About this task. Your task is to filter the entries and copy every line containing the string "that".

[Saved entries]
* * * * * * *

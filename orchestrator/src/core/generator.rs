//! Combination space enumeration
//!
//! Produces every combination of 1..=K bands from an ordered catalog: all
//! singletons in catalog order, then all pairs, and so on. Combinations of
//! equal size are enumerated by a lexicographic walk over index positions
//! `i1 < i2 < ... < is`. Output is deterministic for fixed inputs, which is
//! what lets a resumed run recognise the identities it already attempted.

use std::collections::HashSet;

use shared::{Band, Combination};

/// Enumerate all combinations of up to `max_group_size` bands
///
/// An empty catalog or a zero size yields an empty sequence (plus `AUTO`
/// when requested).
pub fn generate(catalog: &[Band], max_group_size: usize, include_auto: bool) -> Vec<Combination> {
    let bands = distinct_in_order(catalog);
    let max_size = max_group_size.min(bands.len());

    let mut combinations = Vec::new();
    for size in 1..=max_size {
        enumerate_size(&bands, size, &mut combinations);
    }

    if include_auto {
        combinations.push(Combination::auto());
    }

    combinations
}

fn distinct_in_order(catalog: &[Band]) -> Vec<Band> {
    let mut seen = HashSet::new();
    catalog.iter().copied().filter(|band| seen.insert(*band)).collect()
}

fn enumerate_size(bands: &[Band], size: usize, out: &mut Vec<Combination>) {
    let n = bands.len();
    let mut indices: Vec<usize> = (0..size).collect();

    loop {
        let members = indices.iter().map(|&i| bands[i]);
        // bands are distinct and size >= 1, so construction cannot fail
        if let Ok(combination) = Combination::new(members) {
            out.push(combination);
        }

        // Advance the rightmost index that still has room
        let Some(pos) = (0..size).rev().find(|&pos| indices[pos] < n - size + pos) else {
            return;
        };
        indices[pos] += 1;
        for next in pos + 1..size {
            indices[next] = indices[next - 1] + 1;
        }
    }
}
//! Core value types used throughout the campaign

pub mod band;
pub mod combination;
pub mod progress;
pub mod result;

pub use band::Band;
pub use combination::Combination;
pub use progress::Progress;
pub use result::{AttemptResult, SignalMetrics, ThroughputMetrics, NOT_AVAILABLE, NO_SERVICE_LABEL};
//! Shared doubles and fixtures for ingestion tests.
#![allow(dead_code)]

use std::collections::HashMap;
use std::sync::Mutex;
use std::time::Instant;

use async_trait::async_trait;
use bytes::Bytes;
use chrono::Utc;

use mneme_app::store::{SnapshotRef, SnapshotStore, Source, StoreError};

/// In-memory snapshot store. Records the start instant of every `fetch` so
/// tests can assert on grouping and pacing.
#[derive(Default)]
pub struct MemoryStore {
    objects: HashMap<Source, Vec<(String, Bytes)>>,
    fetch_log: Mutex<Vec<(String, Instant)>>,
    failing_listing: Option<Source>,
}

impl MemoryStore {
    pub fn new() -> Self {
        Self::default()
    }

    pub fn with_object(mut self, source: Source, name: &str, payload: impl Into<Bytes>) -> Self {
        self.objects
            .entry(source)
            .or_default()
            .push((name.to_string(), payload.into()));
        self
    }

    pub fn with_failing_listing(mut self, source: Source) -> Self {
        self.failing_listing = Some(source);
        self
    }

    /// Fetch start instants in chronological order.
    pub fn fetch_starts(&self) -> Vec<(String, Instant)> {
        self.fetch_log.lock().expect("fetch log lock").clone()
    }
}

#[async_trait]
impl SnapshotStore for MemoryStore {
    async fn list(&self, source: Source) -> Result<Vec<SnapshotRef>, StoreError> {
        if self.failing_listing == Some(source) {
            return Err(StoreError::backend("list", "container unreachable"));
        }
        Ok(self
            .objects
            .get(&source)
            .map(|objects| {
                objects
                    .iter()
                    .map(|(name, payload)| SnapshotRef {
                        source,
                        name: name.clone(),
                        size: payload.len() as u64,
                        last_modified: Utc::now(),
                    })
                    .collect()
            })
            .unwrap_or_default())
    }

    async fn fetch(&self, snapshot: &SnapshotRef) -> Result<Bytes, StoreError> {
        self.fetch_log
            .lock()
            .expect("fetch log lock")
            .push((snapshot.name.clone(), Instant::now()));
        self.objects
            .get(&snapshot.source)
            .and_then(|objects| {
                objects
                    .iter()
                    .find(|(name, _)| *name == snapshot.name)
                    .map(|(_, payload)| payload.clone())
            })
            .ok_or_else(|| StoreError::NotFound(snapshot.name.clone()))
    }

    async fn check_access(&self) -> Result<(), StoreError> {
        Ok(())
    }

    fn public_url(&self, snapshot: &SnapshotRef) -> String {
        format!(
            "https://snapshots.test/{}/{}",
            snapshot.source.container(),
            snapshot.name
        )
    }
}

/// A snapshot reference for client-level tests that bypass listing.
pub fn sample_ref(source: Source, name: &str) -> SnapshotRef {
    SnapshotRef {
        source,
        name: name.to_string(),
        size: 64,
        last_modified: Utc::now(),
    }
}

/// MHTML payload carrying a snapshot-level location header.
pub fn mhtml_with_location(url: &str) -> Vec<u8> {
    format!(
        "From: <Saved by Blink>\r\n\
Snapshot-Content-Location: {url}\r\n\
Subject: Archived page\r\n\
MIME-Version: 1.0\r\n\
Content-Type: multipart/related; boundary=\"----MultipartBoundary--q\"\r\n\
\r\n\
------MultipartBoundary--q\r\n\
Content-Type: text/html\r\n\
\r\n\
<html><body>archived</body></html>\r\n"
    )
    .into_bytes()
}

/// MHTML payload with no usable location header at all.
pub fn mhtml_without_location() -> Vec<u8> {
    b"MIME-Version: 1.0\r\n\
Content-Type: multipart/related; boundary=\"----MultipartBoundary--q\"\r\n\
\r\n\
------MultipartBoundary--q\r\n\
Content-Type: text/html\r\n\
\r\n\
<html><body>no header</body></html>\r\n"
        .to_vec()
}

* * * * * * *

Exercise result.
        // Advance the rightmost index that still has room
/// A snapshot reference for client-level tests that bypass listing.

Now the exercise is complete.